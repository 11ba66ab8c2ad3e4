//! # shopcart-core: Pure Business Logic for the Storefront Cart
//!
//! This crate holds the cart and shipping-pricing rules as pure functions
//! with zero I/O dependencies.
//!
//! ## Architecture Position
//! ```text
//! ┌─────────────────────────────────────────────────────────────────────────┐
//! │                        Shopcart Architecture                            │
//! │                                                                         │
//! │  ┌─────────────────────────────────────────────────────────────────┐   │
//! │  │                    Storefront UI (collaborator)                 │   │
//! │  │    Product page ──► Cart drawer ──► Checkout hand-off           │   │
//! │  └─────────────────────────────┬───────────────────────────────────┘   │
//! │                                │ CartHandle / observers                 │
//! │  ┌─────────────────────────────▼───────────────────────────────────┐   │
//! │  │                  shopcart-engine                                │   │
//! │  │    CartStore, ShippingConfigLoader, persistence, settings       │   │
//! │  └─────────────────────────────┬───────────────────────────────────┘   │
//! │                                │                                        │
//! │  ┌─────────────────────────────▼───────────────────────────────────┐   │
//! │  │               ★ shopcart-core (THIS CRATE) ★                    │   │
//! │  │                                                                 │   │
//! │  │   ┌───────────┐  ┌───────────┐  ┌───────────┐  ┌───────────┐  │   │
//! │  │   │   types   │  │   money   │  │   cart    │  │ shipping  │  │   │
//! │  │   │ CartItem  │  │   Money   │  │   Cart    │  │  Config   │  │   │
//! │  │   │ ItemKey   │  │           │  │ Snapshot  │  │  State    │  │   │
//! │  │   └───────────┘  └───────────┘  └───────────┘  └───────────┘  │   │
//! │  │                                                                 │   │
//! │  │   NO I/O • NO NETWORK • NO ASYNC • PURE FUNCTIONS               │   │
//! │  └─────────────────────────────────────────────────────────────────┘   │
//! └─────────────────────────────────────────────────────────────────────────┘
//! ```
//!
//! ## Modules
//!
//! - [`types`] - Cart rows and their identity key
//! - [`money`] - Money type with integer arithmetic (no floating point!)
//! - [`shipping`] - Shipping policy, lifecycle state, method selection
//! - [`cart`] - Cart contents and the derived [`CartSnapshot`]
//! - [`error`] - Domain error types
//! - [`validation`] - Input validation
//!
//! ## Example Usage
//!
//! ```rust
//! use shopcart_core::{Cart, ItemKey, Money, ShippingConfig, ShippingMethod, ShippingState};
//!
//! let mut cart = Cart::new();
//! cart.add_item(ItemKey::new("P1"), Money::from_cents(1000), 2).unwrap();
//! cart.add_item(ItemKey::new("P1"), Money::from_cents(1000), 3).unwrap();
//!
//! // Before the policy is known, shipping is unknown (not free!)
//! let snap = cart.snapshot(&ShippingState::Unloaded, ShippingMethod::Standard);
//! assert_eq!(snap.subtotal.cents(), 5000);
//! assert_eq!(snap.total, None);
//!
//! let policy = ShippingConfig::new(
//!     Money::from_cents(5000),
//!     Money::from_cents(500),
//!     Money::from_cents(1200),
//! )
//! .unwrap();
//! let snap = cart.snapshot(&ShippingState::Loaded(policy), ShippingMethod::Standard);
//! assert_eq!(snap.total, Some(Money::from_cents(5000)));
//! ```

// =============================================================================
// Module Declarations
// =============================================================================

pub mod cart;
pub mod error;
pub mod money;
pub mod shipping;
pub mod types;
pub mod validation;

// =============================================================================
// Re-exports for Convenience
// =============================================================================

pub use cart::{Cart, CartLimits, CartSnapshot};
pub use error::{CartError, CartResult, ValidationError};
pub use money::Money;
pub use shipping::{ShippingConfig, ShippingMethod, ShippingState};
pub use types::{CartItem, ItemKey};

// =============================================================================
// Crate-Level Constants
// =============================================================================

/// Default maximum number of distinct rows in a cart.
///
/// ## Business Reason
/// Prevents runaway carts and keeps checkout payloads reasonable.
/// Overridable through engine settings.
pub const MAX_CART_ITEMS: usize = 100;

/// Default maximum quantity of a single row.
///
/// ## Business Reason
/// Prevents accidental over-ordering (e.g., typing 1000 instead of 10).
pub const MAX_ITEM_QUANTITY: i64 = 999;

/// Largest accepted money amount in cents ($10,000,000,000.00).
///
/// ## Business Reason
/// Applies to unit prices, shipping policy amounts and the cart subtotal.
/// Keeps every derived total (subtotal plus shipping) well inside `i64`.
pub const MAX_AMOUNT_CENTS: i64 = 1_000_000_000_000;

◆ ◆ ◆

:: Exercise objective ::
A single number, please: the count of lines above that contain the string "ItemKey".

:: Worked solution ::
5